* TASK TO COMPLETE
In the material beneath, how many lines contain the word "state"? Give the count alone.

* MATERIAL FOR THE TASK
//! Replay a saved task payload against ClickUp.
//!
//! Reads a `tasks_to_create_*.json` file (the newest one by default),
//! creates every task that does not yet have a remote id, and writes the
//! updated payload next to the original as `*_with_clickup.json`.

use std::path::PathBuf;

use anyhow::{Context, Result};
use clap::Parser;
use tracing_subscriber::{layer::SubscriberExt, util::SubscriberInitExt, EnvFilter};

use voicetasks::clients::clickup::{build_task_payload, ClickUpClient};
use voicetasks::clients::TaskSink;
use voicetasks::config::{Config, Secrets};
use voicetasks::retry::RetryPolicy;
use voicetasks::run::RunReport;
use voicetasks::state::atomic_write;

/// Recreate ClickUp tasks from a saved run payload
#[derive(Parser, Debug)]
#[command(name = "recreate-tasks")]
#[command(author, version, about, long_about = None)]
struct Args {
    /// Payload file to replay; defaults to the newest tasks_to_create_*.json
    file: Option<PathBuf>,
}

#[tokio::main]
async fn main() -> Result<()> {
    tracing_subscriber::registry()
        .with(EnvFilter::try_from_default_env().unwrap_or_else(|_| EnvFilter::new("info")))
        .with(tracing_subscriber::fmt::layer().with_target(false))
        .init();

    let args = Args::parse();
    let config = Config::load()?;

    let path = match args.file {
        Some(path) => path,
        None => newest_payload(&config)?,
    };
    println!("Replaying {}", path.display());

    let content = std::fs::read_to_string(&path)
        .with_context(|| format!("Failed to read {}", path.display()))?;
    let mut report: RunReport = serde_json::from_str(&content)
        .with_context(|| format!("Failed to parse {}", path.display()))?;

    if config.clickup_list_id.is_empty() {
        anyhow::bail!("clickup_list_id is not configured; set it in config.json");
    }

    let token = Secrets::load_clickup_token()?;
    let clickup = ClickUpClient::new(
        token,
        config.clickup_list_id.clone(),
        config.clickup_team_id.clone(),
        RetryPolicy::with_max_attempts(config.openai_max_attempts),
    );

    let mut created = 0usize;
    let mut failed = 0usize;

    for task in report.messages.iter_mut().flat_map(|m| &mut m.tasks) {
        if task.task_id.is_some() {
            continue;
        }

        let payload = build_task_payload(&task.candidate, config.utc_offset_hours);
        match clickup.create_task(&payload).await {
            Ok(task_id) => {
                println!("  created {} -> {}", task.candidate.title, task_id);
                task.task_id = Some(task_id);
                task.created_at = Some(chrono::Utc::now());
                task.error = None;
                created += 1;
            }
            Err(err) => {
                eprintln!("  failed {}: {}", task.candidate.title, err);
                task.error = Some(err.to_string());
                failed += 1;
            }
        }
    }

    let out_path = output_path(&path);
    let updated = serde_json::to_string_pretty(&report)?;
    atomic_write(&out_path, &updated)
        .with_context(|| format!("Failed to write {}", out_path.display()))?;

    println!(
        "Done: {} created, {} failed, result in {}",
        created,
        failed,
        out_path.display()
    );

    if failed > 0 {
        anyhow::bail!("{} task(s) still failed", failed);
    }
    Ok(())
}

/// Newest payload by file name; the timestamp format sorts lexically
fn newest_payload(config: &Config) -> Result<PathBuf> {
    let pattern = config.data_dir.join("tasks_to_create_*.json");
    let pattern = pattern.to_str().context("data directory is not UTF-8")?;

    let mut paths: Vec<PathBuf> = glob::glob(pattern)
        .context("Invalid payload pattern")?
        .flatten()
        .filter(|p| {
            p.file_name()
                .and_then(|n| n.to_str())
                .is_some_and(|n| !n.ends_with("_with_clickup.json"))
        })
        .collect();
    paths.sort();

    paths
        .pop()
        .context("No tasks_to_create_*.json files found; run voicetasks first")
}

fn output_path(input: &PathBuf) -> PathBuf {
    let stem = input
        .file_stem()
        .and_then(|s| s.to_str())
        .unwrap_or("tasks");
    input.with_file_name(format!("{}_with_clickup.json", stem))
}
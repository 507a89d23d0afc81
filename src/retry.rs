//! Shared retry policy for the external HTTP clients.
//!
//! One policy object covers Telegram, OpenAI and ClickUp calls rather than
//! duplicating backoff arithmetic per client. Fatal and validation errors
//! are returned immediately; transient and rate-limit errors are retried
//! with exponential backoff, honoring an upstream Retry-After hint.

use std::future::Future;
use std::time::Duration;

use serde::{Deserialize, Serialize};
use tracing::warn;

use crate::error::ClientError;

/// Exponential backoff retry policy
#[derive(Debug, Clone, Serialize, Deserialize)]
pub struct RetryPolicy {
    /// Maximum number of attempts (including first try)
    #[serde(default = "default_max_attempts")]
    pub max_attempts: u32,

    /// Initial delay between retries in milliseconds
    #[serde(default = "default_initial_delay")]
    pub initial_delay_ms: u64,

    /// Maximum delay between retries in milliseconds
    #[serde(default = "default_max_delay")]
    pub max_delay_ms: u64,

    /// Backoff multiplier (delay *= multiplier after each retry)
    #[serde(default = "default_backoff_multiplier")]
    pub backoff_multiplier: f64,
}

fn default_max_attempts() -> u32 {
    3
}
fn default_initial_delay() -> u64 {
    1000
}
fn default_max_delay() -> u64 {
    30000
}
fn default_backoff_multiplier() -> f64 {
    2.0
}

impl Default for RetryPolicy {
    fn default() -> Self {
        Self {
            max_attempts: default_max_attempts(),
            initial_delay_ms: default_initial_delay(),
            max_delay_ms: default_max_delay(),
            backoff_multiplier: default_backoff_multiplier(),
        }
    }
}

impl RetryPolicy {
    /// Policy with a given attempt budget and the default backoff curve
    pub fn with_max_attempts(max_attempts: u32) -> Self {
        Self {
            max_attempts: max_attempts.max(1),
            ..Default::default()
        }
    }

    /// Calculate delay for a specific attempt (1-indexed)
    pub fn delay_for_attempt(&self, attempt: u32) -> Duration {
        if attempt <= 1 {
            return Duration::from_millis(self.initial_delay_ms);
        }

        let delay =
            self.initial_delay_ms as f64 * self.backoff_multiplier.powi((attempt - 1) as i32);

        let capped = delay.min(self.max_delay_ms as f64) as u64;
        Duration::from_millis(capped)
    }

    /// Check if we should retry based on attempt count
    pub fn should_retry(&self, attempt: u32) -> bool {
        attempt < self.max_attempts
    }

    /// Run `operation` until it succeeds, fails permanently, or the
    /// attempt budget is exhausted.
    pub async fn call<T, F, Fut>(&self, what: &str, mut operation: F) -> Result<T, ClientError>
    where
        F: FnMut() -> Fut,
        Fut: Future<Output = Result<T, ClientError>>,
    {
        let mut attempt = 0u32;

        loop {
            attempt += 1;

            match operation().await {
                Ok(value) => return Ok(value),
                Err(err) => {
                    if !err.is_retryable() || !self.should_retry(attempt) {
                        return Err(err);
                    }

                    // A Retry-After hint overrides the computed backoff
                    let delay = err
                        .retry_after()
                        .unwrap_or_else(|| self.delay_for_attempt(attempt));

                    warn!(
                        what,
                        attempt,
                        max_attempts = self.max_attempts,
                        delay_ms = delay.as_millis() as u64,
                        error = %err,
                        "Call failed, retrying"
                    );

                    tokio::time::sleep(delay).await;
                }
            }
        }
    }
}
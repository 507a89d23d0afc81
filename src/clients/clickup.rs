//! ClickUp REST API client.
//!
//! Creates tasks in a fixed list, optionally creates reminders, and fetches
//! the list's member roster for assignee resolution. The member roster is
//! cached on disk with a TTL so hourly runs do not hammer the endpoint.

use std::collections::HashMap;
use std::path::PathBuf;

use async_trait::async_trait;
use chrono::{DateTime, Duration, Utc};
use serde::{Deserialize, Serialize};
use tracing::{debug, warn};

use crate::assignees::normalize_name;
use crate::domain::TaskCandidate;
use crate::duedate::to_epoch_millis;
use crate::error::ClientError;
use crate::retry::RetryPolicy;
use crate::state::atomic_write;

use super::{ensure_success, TaskSink};

/// Create-task request body
#[derive(Debug, Clone, PartialEq, Serialize, Deserialize)]
pub struct TaskPayload {
    pub name: String,
    pub description: String,
    pub priority: u8,
    #[serde(skip_serializing_if = "Option::is_none")]
    pub due_date: Option<i64>,
    #[serde(default, skip_serializing_if = "Vec::is_empty")]
    pub assignees: Vec<i64>,
}

/// Build the create-task payload from a validated candidate
pub fn build_task_payload(candidate: &TaskCandidate, utc_offset_hours: i32) -> TaskPayload {
    let name = if candidate.title.trim().is_empty() {
        "Untitled".to_string()
    } else {
        candidate.title.clone()
    };

    TaskPayload {
        name,
        description: candidate.description.clone(),
        priority: candidate.priority.as_u8(),
        due_date: candidate
            .due_date
            .map(|d| to_epoch_millis(d, utc_offset_hours)),
        assignees: candidate.assignee_ids.clone(),
    }
}

/// ClickUp API client
pub struct ClickUpClient {
    token: String,
    list_id: String,
    team_id: Option<String>,
    base_url: String,
    client: reqwest::Client,
    retry: RetryPolicy,
    /// Member cache location; `None` disables caching
    cache_path: Option<PathBuf>,
    cache_ttl_hours: u32,
}

#[derive(Debug, Deserialize)]
struct CreateTaskResponse {
    id: Option<String>,
    task: Option<CreatedTaskRef>,
}

#[derive(Debug, Deserialize)]
struct CreatedTaskRef {
    id: String,
}

#[derive(Debug, Deserialize)]
struct ListResponse {
    #[serde(default)]
    members: Vec<ListMember>,
}

#[derive(Debug, Deserialize)]
struct ListMember {
    user: Option<MemberUser>,
}

#[derive(Debug, Deserialize)]
struct MemberUser {
    id: Option<i64>,
    username: Option<String>,
    email: Option<String>,
    initials: Option<String>,
    profile: Option<MemberProfile>,
}

#[derive(Debug, Default, Deserialize)]
struct MemberProfile {
    first_name: Option<String>,
    last_name: Option<String>,
    full_name: Option<String>,
}

#[derive(Debug, Default, Serialize, Deserialize)]
struct MemberCacheFile {
    #[serde(default)]
    lists: HashMap<String, MemberCacheRecord>,
}

#[derive(Debug, Serialize, Deserialize)]
struct MemberCacheRecord {
    fetched_at: DateTime<Utc>,
    members: HashMap<String, Vec<i64>>,
}

impl ClickUpClient {
    pub fn new(
        token: String,
        list_id: String,
        team_id: Option<String>,
        retry: RetryPolicy,
    ) -> Self {
        Self {
            token,
            list_id,
            team_id,
            base_url: "https://api.clickup.com/api/v2".to_string(),
            client: reqwest::Client::new(),
            retry,
            cache_path: None,
            cache_ttl_hours: 0,
        }
    }

    /// Override the API base URL (tests)
    pub fn with_base_url(mut self, base_url: impl Into<String>) -> Self {
        self.base_url = base_url.into();
        self
    }

    /// Enable the on-disk member cache
    pub fn with_member_cache(mut self, path: PathBuf, ttl_hours: u32) -> Self {
        self.cache_path = Some(path);
        self.cache_ttl_hours = ttl_hours;
        self
    }

    fn load_cached_members(&self) -> Option<HashMap<String, Vec<i64>>> {
        let path = self.cache_path.as_ref()?;
        if self.cache_ttl_hours == 0 {
            return None;
        }

        let content = std::fs::read_to_string(path).ok()?;
        let cache: MemberCacheFile = serde_json::from_str(&content).ok()?;
        let record = cache.lists.get(&self.list_id)?;

        let age = Utc::now() - record.fetched_at;
        if age > Duration::hours(self.cache_ttl_hours as i64) {
            return None;
        }

        debug!(list_id = %self.list_id, "Using cached ClickUp member map");
        Some(record.members.clone())
    }

    fn save_cached_members(&self, members: &HashMap<String, Vec<i64>>) {
        let Some(path) = self.cache_path.as_ref() else {
            return;
        };
        if self.cache_ttl_hours == 0 {
            return;
        }

        // Preserve records for other lists
        let mut cache: MemberCacheFile = std::fs::read_to_string(path)
            .ok()
            .and_then(|c| serde_json::from_str(&c).ok())
            .unwrap_or_default();

        cache.lists.insert(
            self.list_id.clone(),
            MemberCacheRecord {
                fetched_at: Utc::now(),
                members: members.clone(),
            },
        );

        match serde_json::to_string_pretty(&cache) {
            Ok(content) => {
                if let Err(err) = atomic_write(path, &content) {
                    warn!(path = %path.display(), error = %err, "Failed to save member cache");
                }
            }
            Err(err) => warn!(error = %err, "Failed to serialize member cache"),
        }
    }

    async fn fetch_members(&self) -> Result<HashMap<String, Vec<i64>>, ClientError> {
        let url = format!("{}/list/{}", self.base_url, self.list_id);

        let response: ListResponse = self
            .retry
            .call("clickup list members", || {
                let request = self
                    .client
                    .get(&url)
                    .header("Authorization", self.token.as_str());
                async move {
                    let response = ensure_success(request.send().await?).await?;
                    Ok(response.json::<ListResponse>().await?)
                }
            })
            .await?;

        Ok(build_member_map(response))
    }
}

fn build_member_map(response: ListResponse) -> HashMap<String, Vec<i64>> {
    let mut map: HashMap<String, Vec<i64>> = HashMap::new();

    for member in response.members {
        let Some(user) = member.user else { continue };
        let Some(id) = user.id else { continue };

        let profile = user.profile.unwrap_or_default();
        let candidates = [
            user.username,
            user.email,
            user.initials,
            profile.first_name,
            profile.last_name,
            profile.full_name,
        ];

        for candidate in candidates.into_iter().flatten() {
            let normalized = normalize_name(&candidate);
            if normalized.is_empty() {
                continue;
            }
            let ids = map.entry(normalized).or_default();
            if !ids.contains(&id) {
                ids.push(id);
            }
        }
    }

    map
}

#[async_trait]
impl TaskSink for ClickUpClient {
    async fn create_task(&self, payload: &TaskPayload) -> Result<String, ClientError> {
        let url = format!("{}/list/{}/task", self.base_url, self.list_id);

        let response: CreateTaskResponse = self
            .retry
            .call("clickup create task", || {
                let request = self
                    .client
                    .post(&url)
                    .header("Authorization", self.token.as_str())
                    .json(payload);
                async move {
                    let response = ensure_success(request.send().await?).await?;
                    Ok(response.json::<CreateTaskResponse>().await?)
                }
            })
            .await?;

        response
            .id
            .or(response.task.map(|t| t.id))
            .ok_or_else(|| ClientError::Validation("task created without an id".to_string()))
    }

    async fn create_reminder(
        &self,
        task_id: &str,
        remind_at_ms: i64,
        assignee: Option<i64>,
    ) -> Result<(), ClientError> {
        let Some(team_id) = self.team_id.as_ref() else {
            return Err(ClientError::Validation(
                "reminder creation requires a team id".to_string(),
            ));
        };

        let url = format!("{}/team/{}/reminder", self.base_url, team_id);
        let mut body = serde_json::json!({
            "task_id": task_id,
            "remind_at": remind_at_ms,
        });
        if let Some(assignee) = assignee {
            body["assignee"] = serde_json::json!(assignee);
        }

        self.retry
            .call("clickup create reminder", || {
                let request = self
                    .client
                    .post(&url)
                    .header("Authorization", self.token.as_str())
                    .json(&body);
                async move {
                    ensure_success(request.send().await?).await?;
                    Ok(())
                }
            })
            .await
    }

    async fn member_map(&self) -> Result<HashMap<String, Vec<i64>>, ClientError> {
        if self.list_id.is_empty() {
            return Ok(HashMap::new());
        }

        if let Some(cached) = self.load_cached_members() {
            return Ok(cached);
        }

        // A missing member map only degrades assignee resolution, so
        // fetch failures are downgraded to an empty map.
        match self.fetch_members().await {
            Ok(members) => {
                self.save_cached_members(&members);
                Ok(members)
            }
            Err(err) => {
                warn!(error = %err, "Failed to fetch ClickUp members, continuing without them");
                Ok(HashMap::new())
            }
        }
    }
}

* RESPONSE TO THE EXERCISE
2